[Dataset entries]
---*---

//! Move type.

use std::fmt;

#[cfg(feature = "serde")]
use serde::{Deserialize, Serialize};

use super::piece::PieceKind;
use super::square::Square;

/// A move from one square to another.
///
/// Castling and en passant are not stored: the board infers them from the
/// moving piece and geometry when the move is applied. `promotion` is only
/// meaningful for a pawn reaching the far row; when absent such a pawn
/// becomes a queen.
#[derive(Clone, Copy, PartialEq, Eq, Hash, Debug)]
#[cfg_attr(feature = "serde", derive(Serialize, Deserialize))]
pub struct Move {
    pub from: Square,
    pub to: Square,
    pub promotion: Option<PieceKind>,
}

impl Move {
    #[inline]
    #[must_use]
    pub const fn new(from: Square, to: Square) -> Self {
        Move {
            from,
            to,
            promotion: None,
        }
    }

    #[inline]
    #[must_use]
    pub const fn with_promotion(from: Square, to: Square, kind: PieceKind) -> Self {
        Move {
            from,
            to,
            promotion: Some(kind),
        }
    }

    #[inline]
    #[must_use]
    pub const fn from(&self) -> Square {
        self.from
    }

    #[inline]
    #[must_use]
    pub const fn to(&self) -> Square {
        self.to
    }

    #[inline]
    #[must_use]
    pub const fn promotion(&self) -> Option<PieceKind> {
        self.promotion
    }
}

/// UCI long algebraic notation (`e2e4`, `e7e8q`).
impl fmt::Display for Move {
    fn fmt(&self, f: &mut fmt::Formatter<'_>) -> fmt::Result {
        write!(f, "{}{}", self.from, self.to)?;
        if let Some(kind) = self.promotion {
            write!(f, "{}", kind.to_char())?;
        }
        Ok(())
    }
}
use log::warn;

use crate::config::EngineConfig;

/// Apply a `setoption` to the engine configuration. Returns false for an
/// option this engine does not have.
pub fn apply_setoption(config: &mut EngineConfig, name: &str, value: Option<&str>) -> bool {
    match name.trim().to_ascii_lowercase().as_str() {
        "depth" => {
            if let Some(v) = value {
                config.apply_depth(v);
            }
            true
        }
        other => {
            warn!("unknown option '{other}'");
            false
        }
    }
}

/// Split `setoption name <name...> [value <value...>]` into its name and value.
#[must_use]
pub fn parse_setoption(parts: &[&str]) -> Option<(String, Option<String>)> {
    if parts.first() != Some(&"setoption") {
        return None;
    }

    let mut name_parts: Vec<&str> = Vec::new();
    let mut value_parts: Vec<&str> = Vec::new();
    let mut in_value = None;

    for part in parts.iter().skip(1) {
        match *part {
            "name" => in_value = Some(false),
            "value" => in_value = Some(true),
            _ => match in_value {
                Some(false) => name_parts.push(part),
                Some(true) => value_parts.push(part),
                None => {}
            },
        }
    }

    if name_parts.is_empty() {
        return None;
    }

    let value = (!value_parts.is_empty()).then(|| value_parts.join(" "));
    Some((name_parts.join(" "), value))
}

---*---

◆ Problem details:
Write out all of the entries above, exactly and in full.

◆ Exercise result:
//! Move type.

use std::fmt;

#[cfg(feature = "serde")]
use serde::{Deserialize, Serialize};

use super::piece::PieceKind;
use super::square::Square;

/// A move from one square to another.
///
/// Castling and en passant are not stored: the board infers them from the
/// moving piece and geometry when the move is applied. `promotion` is only
/// meaningful for a pawn reaching the far row; when absent such a pawn
/// becomes a queen.
#[derive(Clone, Copy, PartialEq, Eq, Hash, Debug)]
#[cfg_attr(feature = "serde", derive(Serialize, Deserialize))]
pub struct Move {
    pub from: Square,
    pub to: Square,
    pub promotion: Option<PieceKind>,
}

impl Move {
    #[inline]
    #[must_use]
    pub const fn new(from: Square, to: Square) -> Self {
        Move {
            from,
            to,
            promotion: None,
        }
    }

    #[inline]
    #[must_use]
    pub const fn with_promotion(from: Square, to: Square, kind: PieceKind) -> Self {
        Move {
            from,
            to,
            promotion: Some(kind),
        }
    }

    #[inline]
    #[must_use]
    pub const fn from(&self) -> Square {
        self.from
    }

    #[inline]
    #[must_use]
    pub const fn to(&self) -> Square {
        self.to
    }

    #[inline]
    #[must_use]
    pub const fn promotion(&self) -> Option<PieceKind> {
        self.promotion
    }
}

/// UCI long algebraic notation (`e2e4`, `e7e8q`).
impl fmt::Display for Move {
    fn fmt(&self, f: &mut fmt::Formatter<'_>) -> fmt::Result {
        write!(f, "{}{}", self.from, self.to)?;
        if let Some(kind) = self.promotion {
            write!(f, "{}", kind.to_char())?;
        }
        Ok(())
    }
}
use log::warn;

use crate::config::EngineConfig;

/// Apply a `setoption` to the engine configuration. Returns false for an
/// option this engine does not have.
pub fn apply_setoption(config: &mut EngineConfig, name: &str, value: Option<&str>) -> bool {
    match name.trim().to_ascii_lowercase().as_str() {
        "depth" => {
            if let Some(v) = value {
                config.apply_depth(v);
            }
            true
        }
        other => {
            warn!("unknown option '{other}'");
            false
        }
    }
}

/// Split `setoption name <name...> [value <value...>]` into its name and value.
#[must_use]
pub fn parse_setoption(parts: &[&str]) -> Option<(String, Option<String>)> {
    if parts.first() != Some(&"setoption") {
        return None;
    }

    let mut name_parts: Vec<&str> = Vec::new();
    let mut value_parts: Vec<&str> = Vec::new();
    let mut in_value = None;

    for part in parts.iter().skip(1) {
        match *part {
            "name" => in_value = Some(false),
            "value" => in_value = Some(true),
            _ => match in_value {
                Some(false) => name_parts.push(part),
                Some(true) => value_parts.push(part),
                None => {}
            },
        }
    }

    if name_parts.is_empty() {
        return None;
    }

    let value = (!value_parts.is_empty()).then(|| value_parts.join(" "));
    Some((name_parts.join(" "), value))
}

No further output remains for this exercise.